[What the exercise asks] Repeat every entry below exactly as given.

[Provided records]
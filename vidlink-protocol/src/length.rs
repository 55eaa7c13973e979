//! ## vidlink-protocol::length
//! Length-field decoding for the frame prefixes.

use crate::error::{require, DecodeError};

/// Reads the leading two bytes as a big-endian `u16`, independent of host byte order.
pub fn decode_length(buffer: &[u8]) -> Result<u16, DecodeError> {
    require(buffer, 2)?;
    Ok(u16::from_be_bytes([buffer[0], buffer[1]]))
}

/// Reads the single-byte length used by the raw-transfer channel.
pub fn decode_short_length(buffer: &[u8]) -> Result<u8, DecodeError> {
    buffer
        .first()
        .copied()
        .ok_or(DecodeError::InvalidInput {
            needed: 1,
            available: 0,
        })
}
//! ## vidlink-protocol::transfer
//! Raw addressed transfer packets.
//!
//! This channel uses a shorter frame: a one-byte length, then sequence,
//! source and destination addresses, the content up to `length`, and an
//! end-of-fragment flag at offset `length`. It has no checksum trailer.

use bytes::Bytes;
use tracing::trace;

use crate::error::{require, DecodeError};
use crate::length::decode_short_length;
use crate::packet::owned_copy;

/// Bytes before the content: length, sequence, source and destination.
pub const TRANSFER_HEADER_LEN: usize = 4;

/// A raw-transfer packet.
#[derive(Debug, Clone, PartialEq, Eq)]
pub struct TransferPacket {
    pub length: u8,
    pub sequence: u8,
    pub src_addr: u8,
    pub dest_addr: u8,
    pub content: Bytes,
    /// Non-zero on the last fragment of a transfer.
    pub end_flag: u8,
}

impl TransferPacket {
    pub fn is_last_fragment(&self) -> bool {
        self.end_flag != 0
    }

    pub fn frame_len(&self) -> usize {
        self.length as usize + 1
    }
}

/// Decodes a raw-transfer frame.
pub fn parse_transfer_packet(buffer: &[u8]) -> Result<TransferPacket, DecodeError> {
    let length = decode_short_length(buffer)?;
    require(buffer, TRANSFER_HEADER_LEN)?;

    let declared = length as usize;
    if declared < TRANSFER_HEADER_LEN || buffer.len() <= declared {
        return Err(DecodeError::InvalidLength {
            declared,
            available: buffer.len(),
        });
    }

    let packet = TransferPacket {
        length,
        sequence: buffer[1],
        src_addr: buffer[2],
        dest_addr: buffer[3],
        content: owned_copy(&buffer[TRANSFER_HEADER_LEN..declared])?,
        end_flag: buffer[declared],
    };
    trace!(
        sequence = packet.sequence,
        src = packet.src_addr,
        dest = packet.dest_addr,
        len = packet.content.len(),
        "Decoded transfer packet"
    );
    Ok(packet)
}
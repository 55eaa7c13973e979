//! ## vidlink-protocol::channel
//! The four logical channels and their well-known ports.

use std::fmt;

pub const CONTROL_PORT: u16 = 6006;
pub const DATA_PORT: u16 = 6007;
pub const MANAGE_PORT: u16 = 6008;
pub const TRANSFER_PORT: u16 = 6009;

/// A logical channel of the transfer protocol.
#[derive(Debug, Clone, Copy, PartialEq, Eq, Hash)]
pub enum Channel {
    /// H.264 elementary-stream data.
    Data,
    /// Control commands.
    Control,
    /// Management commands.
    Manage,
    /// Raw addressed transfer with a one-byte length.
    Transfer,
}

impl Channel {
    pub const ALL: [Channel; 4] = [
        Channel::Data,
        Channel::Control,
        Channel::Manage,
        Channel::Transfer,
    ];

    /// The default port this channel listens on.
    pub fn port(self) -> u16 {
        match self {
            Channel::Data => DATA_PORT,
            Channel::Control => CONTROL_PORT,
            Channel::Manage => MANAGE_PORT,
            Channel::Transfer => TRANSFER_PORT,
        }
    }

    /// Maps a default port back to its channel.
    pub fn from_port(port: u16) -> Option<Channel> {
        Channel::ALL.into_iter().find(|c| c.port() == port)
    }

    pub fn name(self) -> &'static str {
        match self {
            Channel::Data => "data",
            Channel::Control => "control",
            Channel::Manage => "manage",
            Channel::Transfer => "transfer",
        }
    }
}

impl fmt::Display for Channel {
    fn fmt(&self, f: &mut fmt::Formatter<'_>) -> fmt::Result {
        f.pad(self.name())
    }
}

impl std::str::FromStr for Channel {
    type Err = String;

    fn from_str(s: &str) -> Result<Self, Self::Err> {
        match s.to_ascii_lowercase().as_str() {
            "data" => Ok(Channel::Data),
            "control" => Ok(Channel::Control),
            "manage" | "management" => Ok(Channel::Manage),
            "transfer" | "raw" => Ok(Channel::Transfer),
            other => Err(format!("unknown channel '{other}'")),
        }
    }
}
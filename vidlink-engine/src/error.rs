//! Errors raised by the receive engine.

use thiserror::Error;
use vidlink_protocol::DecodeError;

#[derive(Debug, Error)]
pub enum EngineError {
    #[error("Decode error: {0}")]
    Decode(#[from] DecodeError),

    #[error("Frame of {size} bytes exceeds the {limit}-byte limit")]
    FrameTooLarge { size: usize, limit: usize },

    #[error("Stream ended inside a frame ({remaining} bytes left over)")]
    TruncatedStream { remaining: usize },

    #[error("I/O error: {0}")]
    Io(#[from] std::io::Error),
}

[The answer]
filename vidlink-protocol/src/length.rs
repository 55eaa7c13973e979
//! ## vidlink-protocol::length
//! Length-field decoding for the frame prefixes.

use crate::error::{require, DecodeError};

/// Reads the leading two bytes as a big-endian `u16`, independent of host byte order.
pub fn decode_length(buffer: &[u8]) -> Result<u16, DecodeError> {
    require(buffer, 2)?;
    Ok(u16::from_be_bytes([buffer[0], buffer[1]]))
}

/// Reads the single-byte length used by the raw-transfer channel.
pub fn decode_short_length(buffer: &[u8]) -> Result<u8, DecodeError> {
    buffer
        .first()
        .copied()
        .ok_or(DecodeError::InvalidInput {
            needed: 1,
            available: 0,
        })
}
//! ## vidlink-protocol::transfer
//! Raw addressed transfer packets.
//!
//! This channel uses a shorter frame: a one-byte length, then sequence,
//! source and destination addresses, the content up to `length`, and an
//! end-of-fragment flag at offset `length`. It has no checksum trailer.

use bytes::Bytes;
use tracing::trace;

use crate::error::{require, DecodeError};
use crate::length::decode_short_length;
use crate::packet::owned_copy;

/// Bytes before the content: length, sequence, source and destination.
pub const TRANSFER_HEADER_LEN: usize = 4;

/// A raw-transfer packet.
#[derive(Debug, Clone, PartialEq, Eq)]
pub struct TransferPacket {
    pub length: u8,
    pub sequence: u8,
    pub src_addr: u8,
    pub dest_addr: u8,
    pub content: Bytes,
    /// Non-zero on the last fragment of a transfer.
    pub end_flag: u8,
}

impl TransferPacket {
    pub fn is_last_fragment(&self) -> bool {
        self.end_flag != 0
    }

    pub fn frame_len(&self) -> usize {
        self.length as usize + 1
    }
}

/// Decodes a raw-transfer frame.
pub fn parse_transfer_packet(buffer: &[u8]) -> Result<TransferPacket, DecodeError> {
    let length = decode_short_length(buffer)?;
    require(buffer, TRANSFER_HEADER_LEN)?;

    let declared = length as usize;
    if declared < TRANSFER_HEADER_LEN || buffer.len() <= declared {
        return Err(DecodeError::InvalidLength {
            declared,
            available: buffer.len(),
        });
    }

    let packet = TransferPacket {
        length,
        sequence: buffer[1],
        src_addr: buffer[2],
        dest_addr: buffer[3],
        content: owned_copy(&buffer[TRANSFER_HEADER_LEN..declared])?,
        end_flag: buffer[declared],
    };
    trace!(
        sequence = packet.sequence,
        src = packet.src_addr,
        dest = packet.dest_addr,
        len = packet.content.len(),
        "Decoded transfer packet"
    );
    Ok(packet)
}
repository 55eaa7c13973e979
//! ## vidlink-protocol::channel
//! The four logical channels and their well-known ports.

use std::fmt;

pub const CONTROL_PORT: u16 = 6006;
pub const DATA_PORT: u16 = 6007;
pub const MANAGE_PORT: u16 = 6008;
pub const TRANSFER_PORT: u16 = 6009;

/// A logical channel of the transfer protocol.
#[derive(Debug, Clone, Copy, PartialEq, Eq, Hash)]
pub enum Channel {
    /// H.264 elementary-stream data.
    Data,
    /// Control commands.
    Control,
    /// Management commands.
    Manage,
    /// Raw addressed transfer with a one-byte length.
    Transfer,
}

impl Channel {
    pub const ALL: [Channel; 4] = [
        Channel::Data,
        Channel::Control,
        Channel::Manage,
        Channel::Transfer,
    ];

    /// The default port this channel listens on.
    pub fn port(self) -> u16 {
        match self {
            Channel::Data => DATA_PORT,
            Channel::Control => CONTROL_PORT,
            Channel::Manage => MANAGE_PORT,
            Channel::Transfer => TRANSFER_PORT,
        }
    }

    /// Maps a default port back to its channel.
    pub fn from_port(port: u16) -> Option<Channel> {
        Channel::ALL.into_iter().find(|c| c.port() == port)
    }

    pub fn name(self) -> &'static str {
        match self {
            Channel::Data => "data",
            Channel::Control => "control",
            Channel::Manage => "manage",
            Channel::Transfer => "transfer",
        }
    }
}

impl fmt::Display for Channel {
    fn fmt(&self, f: &mut fmt::Formatter<'_>) -> fmt::Result {
        f.pad(self.name())
    }
}

impl std::str::FromStr for Channel {
    type Err = String;

    fn from_str(s: &str) -> Result<Self, Self::Err> {
        match s.to_ascii_lowercase().as_str() {
            "data" => Ok(Channel::Data),
            "control" => Ok(Channel::Control),
            "manage" | "management" => Ok(Channel::Manage),
            "transfer" | "raw" => Ok(Channel::Transfer),
            other => Err(format!("unknown channel '{other}'")),
        }
    }
}
filename vidlink-engine/src/error.rs
//! Errors raised by the receive engine.

use thiserror::Error;
use vidlink_protocol::DecodeError;

#[derive(Debug, Error)]
pub enum EngineError {
    #[error("Decode error: {0}")]
    Decode(#[from] DecodeError),

    #[error("Frame of {size} bytes exceeds the {limit}-byte limit")]
    FrameTooLarge { size: usize, limit: usize },

    #[error("Stream ended inside a frame ({remaining} bytes left over)")]
    TruncatedStream { remaining: usize },

    #[error("I/O error: {0}")]
    Io(#[from] std::io::Error),
}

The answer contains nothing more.